Attention deficit hyperactivity disorder (ADHD) is a common childhood neurodevelopmental disorder. It may impact the cognitive and social functions throughout childhood and determine adult outcomes. Dopamine (DA) deficiency theory is the pathogenesis of ADHD that is recognized by most international literature. Existing studies have shown that DA deficiency is caused by the abnormal function of the DA transporter and an imbalance in the DA receptor functionality. Recent clinical and experimental studies have found that the brain-derived neurotrophic factor (BDNF)/tropomyosin receptor kinase B (TrkB) signaling pathway acts a pivotal part in DA vesicle circulation and ADHD pathogenesis. An Shen Ding Zhi Ling (ASDZL) is a traditional Chinese medicine (TCM) prescription, which was widely prescribed to treat ADHD in Jiangsu, China, but its therapeutic mechanism is unclear. Therefore, we constructed a spontaneously hypertensive rat (SHR) model to explain its mechanism. SHRs were randomly assigned to four groups: SHR model group (vehicle), methylphenidate hydrochloride group (MPH), ASDZL group, and 7,8-dihydroxyflavone group (7,8-DHF). At the same time, the above groups were given continuous medication for four weeks. The results show that ASDZL, MPH, and 7,8-DHF group could significantly improve the spatial memory of SHRs in the Morris water maze tests.
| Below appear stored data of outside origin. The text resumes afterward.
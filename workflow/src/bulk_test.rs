use std::cell::RefCell;
use std::collections::HashMap;

use async_trait::async_trait;

use super::*;
use crate::model::Submission;
use crate::selection::DualSelection;

#[derive(Default)]
struct FakeApi {
    statuses: RefCell<HashMap<String, ReviewStatus>>,
    failing_updates: Vec<String>,
    calls: RefCell<Vec<String>>,
    assign_result: Option<Result<u32, ApiError>>,
}

impl FakeApi {
    fn with(statuses: &[(&str, ReviewStatus)]) -> Self {
        Self {
            statuses: RefCell::new(statuses.iter().map(|(id, s)| ((*id).to_owned(), *s)).collect()),
            ..Self::default()
        }
    }
}

#[async_trait(?Send)]
impl ReviewApi for FakeApi {
    async fn fetch_submission(&self, _resource: Resource, id: &str) -> Result<Submission, ApiError> {
        self.calls.borrow_mut().push(format!("GET {id}"));
        let status = self
            .statuses
            .borrow()
            .get(id)
            .copied()
            .ok_or_else(|| ApiError::from_response(404, r#"{"error":"not found"}"#))?;
        Ok(Submission { id: id.to_owned(), status, ..Submission::default() })
    }

    async fn update_status(&self, _resource: Resource, id: &str, status: ReviewStatus) -> Result<(), ApiError> {
        self.calls.borrow_mut().push(format!("PUT {id} {}", status.as_str()));
        if self.failing_updates.iter().any(|f| f == id) {
            return Err(ApiError::from_response(500, "boom"));
        }
        self.statuses.borrow_mut().insert(id.to_owned(), status);
        Ok(())
    }
}

#[async_trait(?Send)]
impl AssignmentApi for FakeApi {
    async fn bulk_assign(&self, _resource: Resource, ids: &[String], verifier_ids: &[String]) -> Result<u32, ApiError> {
        self.calls.borrow_mut().push(format!("ASSIGN {} -> {}", ids.join(","), verifier_ids.join(",")));
        self.assign_result.clone().unwrap_or(Ok(0))
    }

    async fn bulk_unassign(
        &self,
        _resource: Resource,
        ids: &[String],
        verifier_ids: &[String],
    ) -> Result<u32, ApiError> {
        self.calls.borrow_mut().push(format!("UNASSIGN {} -> {}", ids.join(","), verifier_ids.join(",")));
        self.assign_result.clone().unwrap_or(Ok(0))
    }

    async fn link_verifier(&self, _resource: Resource, _id: &str, _verifier_id: &str) -> Result<(), ApiError> {
        Ok(())
    }

    async fn unlink_verifier(&self, _resource: Resource, _id: &str, _verifier_id: &str) -> Result<(), ApiError> {
        Ok(())
    }
}

fn selected(ids: &[&str]) -> SelectionSet {
    let mut set = SelectionSet::new();
    set.sync_visible(ids.iter().map(|id| (*id).to_owned()));
    set.select_all_visible();
    set
}

fn verifier() -> Verifier {
    Verifier { id: "u7".to_owned(), name: "Dr. Okafor".to_owned(), ..Verifier::default() }
}

// =============================================================
// accept / reject
// =============================================================

#[tokio::test]
async fn bulk_accept_skips_non_pending_and_runs_sequentially() {
    let api = FakeApi::with(&[
        ("1", ReviewStatus::Pending),
        ("2", ReviewStatus::Accepted),
        ("3", ReviewStatus::Pending),
    ]);
    let mut set = selected(&["1", "2", "3"]);

    let report = transition(&api, Resource::Abstracts, &mut set, Transition::Accept).await.unwrap();

    assert_eq!(report.succeeded, vec!["1", "3"]);
    assert_eq!(report.skipped, vec!["2"]);
    assert_eq!(report.message(Transition::Accept, "abstract"), "Successfully accepted 2 abstract(s)");
    assert_eq!(report.notice("abstract").as_deref(), Some("1 abstract(s) not processed: 1 skipped (not pending)"));
    assert_eq!(set.ids(), vec!["2"]);
    assert_eq!(
        *api.calls.borrow(),
        vec!["GET 1", "PUT 1 ACCEPTED", "GET 2", "GET 3", "PUT 3 ACCEPTED"]
    );
}

#[tokio::test]
async fn entity_without_status_is_skipped_not_transitioned() {
    let decoded: Submission = serde_json::from_value(serde_json::json!({ "id": 7, "title": "x" })).unwrap();
    let api = FakeApi::with(&[("7", decoded.status)]);
    let mut set = selected(&["7"]);

    let report = transition(&api, Resource::Abstracts, &mut set, Transition::Accept).await.unwrap();

    assert!(report.succeeded.is_empty());
    assert_eq!(report.skipped, vec!["7"]);
    assert_eq!(set.ids(), vec!["7"]);
    assert_eq!(*api.calls.borrow(), vec!["GET 7"]);
}

#[tokio::test]
async fn failed_updates_stay_selected_and_do_not_abort() {
    let mut api = FakeApi::with(&[("1", ReviewStatus::Pending), ("2", ReviewStatus::Pending)]);
    api.failing_updates = vec!["1".to_owned()];
    let mut set = selected(&["1", "2"]);

    let report = transition(&api, Resource::Abstracts, &mut set, Transition::Reject).await.unwrap();

    assert_eq!(report.succeeded, vec!["2"]);
    assert_eq!(report.failed.len(), 1);
    assert_eq!(set.ids(), vec!["1"]);
    assert_eq!(report.message(Transition::Reject, "abstract"), "Successfully rejected 1 abstract(s)");
}

#[tokio::test]
async fn zero_successes_reports_failure() {
    let mut api = FakeApi::with(&[("1", ReviewStatus::Pending)]);
    api.failing_updates = vec!["1".to_owned()];
    let mut set = selected(&["1"]);

    let report = transition(&api, Resource::BestPapers, &mut set, Transition::Accept).await.unwrap();

    assert!(!report.is_success());
    assert_eq!(report.message(Transition::Accept, "best paper"), "Failed to accept any best paper(s)");
}

#[tokio::test]
async fn all_skipped_reports_nothing_pending() {
    let api = FakeApi::with(&[("1", ReviewStatus::Rejected)]);
    let mut set = selected(&["1"]);

    let report = transition(&api, Resource::Abstracts, &mut set, Transition::Accept).await.unwrap();

    assert_eq!(report.message(Transition::Accept, "abstract"), "No pending abstract(s) to accept");
    assert_eq!(set.ids(), vec!["1"]);
}

#[tokio::test]
async fn missing_entity_counts_as_failed() {
    let api = FakeApi::with(&[]);
    let mut set = selected(&["ghost"]);

    let report = transition(&api, Resource::Abstracts, &mut set, Transition::Accept).await.unwrap();

    assert_eq!(report.failed, vec![("ghost".to_owned(), "not found".to_owned())]);
}

#[tokio::test]
async fn empty_selection_is_refused() {
    let api = FakeApi::default();
    let mut set = SelectionSet::new();
    let err = transition(&api, Resource::Abstracts, &mut set, Transition::Accept).await.unwrap_err();
    assert_eq!(err, BulkError::EmptySelection);
    assert!(api.calls.borrow().is_empty());
}

#[test]
fn confirm_prompt_names_count_and_noun() {
    assert_eq!(Transition::Reject.confirm_prompt(3, "abstract"), "Are you sure you want to reject 3 abstract(s)?");
}

// =============================================================
// assign / unassign
// =============================================================

#[tokio::test]
async fn bulk_assign_sends_one_batched_request_and_clears() {
    let api = FakeApi { assign_result: Some(Ok(2)), ..FakeApi::default() };
    let mut set = selected(&["1", "2"]);
    let v = verifier();

    let report = link(&api, Resource::Abstracts, &mut set, Some(&v), LinkAction::Assign).await.unwrap();

    assert_eq!(*api.calls.borrow(), vec!["ASSIGN 1,2 -> u7"]);
    assert!(set.is_empty());
    assert_eq!(report.message("abstract"), "Assigned 2 abstract(s) to Dr. Okafor (2 new link(s))");
}

#[tokio::test]
async fn assign_without_verifier_is_refused() {
    let api = FakeApi::default();
    let mut set = selected(&["1"]);

    let err = link(&api, Resource::Abstracts, &mut set, None, LinkAction::Assign).await.unwrap_err();

    assert_eq!(err, BulkError::MissingVerifier);
    assert!(api.calls.borrow().is_empty());
    assert_eq!(set.len(), 1);
}

#[tokio::test]
async fn assign_failure_keeps_selection() {
    let api = FakeApi { assign_result: Some(Err(ApiError::Network("offline".into()))), ..FakeApi::default() };
    let mut set = selected(&["1"]);
    let v = verifier();

    let err = link(&api, Resource::Abstracts, &mut set, Some(&v), LinkAction::Unassign).await.unwrap_err();

    assert!(matches!(err, BulkError::Api(ApiError::Network(_))));
    assert_eq!(set.len(), 1);
}

#[tokio::test]
async fn unassign_reports_removed_links() {
    let api = FakeApi { assign_result: Some(Ok(1)), ..FakeApi::default() };
    let mut set = selected(&["9"]);
    let v = verifier();

    let report = link(&api, Resource::BestPapers, &mut set, Some(&v), LinkAction::Unassign).await.unwrap();

    assert_eq!(report.message("best paper"), "Unassigned 1 best paper(s) from Dr. Okafor (1 link(s) removed)");
}

#[tokio::test]
async fn cleared_verifier_is_refused_at_click_time() {
    let api = FakeApi::default();
    let mut dual = DualSelection::<Submission, Verifier>::default();
    dual.select_secondary(verifier());
    dual.clear_secondary();
    let mut set = selected(&["1", "2"]);

    let err = link(&api, Resource::Abstracts, &mut set, dual.secondary(), LinkAction::Unassign).await.unwrap_err();

    assert_eq!(err, BulkError::MissingVerifier);
    assert!(api.calls.borrow().is_empty());
    assert_eq!(set.ids(), vec!["1", "2"]);
}
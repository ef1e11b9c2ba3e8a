use std::collections::HashMap;

use super::*;

fn lookup(pairs: &[(&str, &str)]) -> impl Fn(&str) -> Option<String> {
    let map: HashMap<String, String> = pairs.iter().map(|(k, v)| ((*k).to_owned(), (*v).to_owned())).collect();
    move |key| map.get(key).cloned()
}

#[test]
fn defaults_when_nothing_set() {
    let cfg = ClientConfig::from_lookup(lookup(&[])).unwrap();
    assert_eq!(cfg, ClientConfig::default());
    assert_eq!(cfg.api_base, "/api");
    assert_eq!(cfg.token_key, "token");
    assert_eq!(cfg.max_pdf_mb, 5);
    assert_eq!(cfg.max_pdf_bytes(), 5 * 1024 * 1024);
}

#[test]
fn overrides_are_applied() {
    let cfg = ClientConfig::from_lookup(lookup(&[
        ("REVIEW_API_BASE", "https://conf.example.org/api/"),
        ("REVIEW_PAGE_SIZE", "50"),
        ("REVIEW_MAX_PDF_MB", "10"),
        ("REVIEW_REDIRECT_DELAY_MS", "300"),
    ]))
    .unwrap();
    assert_eq!(cfg.api_base, "https://conf.example.org/api");
    assert_eq!(cfg.default_page_size.get(), 50);
    assert_eq!(cfg.max_pdf_mb, 10);
    assert_eq!(cfg.redirect_delay_ms, 300);
}

#[test]
fn invalid_numbers_are_rejected() {
    let err = ClientConfig::from_lookup(lookup(&[("REVIEW_MAX_PDF_MB", "lots")])).unwrap_err();
    assert_eq!(err, ConfigError::InvalidNumber { var: "REVIEW_MAX_PDF_MB", value: "lots".to_owned() });
    assert!(ClientConfig::from_lookup(lookup(&[("REVIEW_MAX_PDF_MB", "0")])).is_err());
}

#[test]
fn page_size_outside_fixed_set_is_rejected() {
    let err = ClientConfig::from_lookup(lookup(&[("REVIEW_PAGE_SIZE", "25")])).unwrap_err();
    assert!(matches!(err, ConfigError::InvalidPageSize { value: 25, .. }));
}
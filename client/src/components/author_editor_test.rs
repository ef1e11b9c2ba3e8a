use super::*;

#[test]
fn optional_text_trims_and_drops_blank() {
    assert_eq!(optional_text("  Uni Bonn "), Some("Uni Bonn".to_owned()));
    assert_eq!(optional_text("   "), None);
    assert_eq!(optional_text(""), None);
}

#[test]
fn blank_email_is_not_flagged() {
    assert!(!email_flagged(None));
    assert!(!email_flagged(Some("  ")));
}

#[test]
fn malformed_email_is_flagged() {
    assert!(email_flagged(Some("ana@")));
    assert!(!email_flagged(Some("ana@example.org")));
}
ASDZL increased the levels of BDNF, TrkB, p75 neurotrophin receptor (p75), C-Jun N-terminal kinases 1 (JNK1), and nuclear factor kappa B (NF-κB) in the prefrontal cortex (PFC) and hippocampus synaptosome of SHRs. The results of this study suggest that ASDZL can relieve the symptoms of ADHD in SHRs by regulating the balance between the BDNF/TrkB signaling pathway (promoting vesicle circulation) and the BDNF/P75/JNK1/NF-κB signaling pathway (inhibiting vesicle circulation) within the PFC and hippocampus synaptosome to increase the DA concentration in the synaptic cleft. The BDNF/TrkB signal pathway within the PFC and hippocampus synaptosome was activated by 7,8-DHF to increase DA concentration in the synaptic cleft. Whether 7,8-DHF can activate or inhibit the BDNF/P75 signaling pathway remains unclear.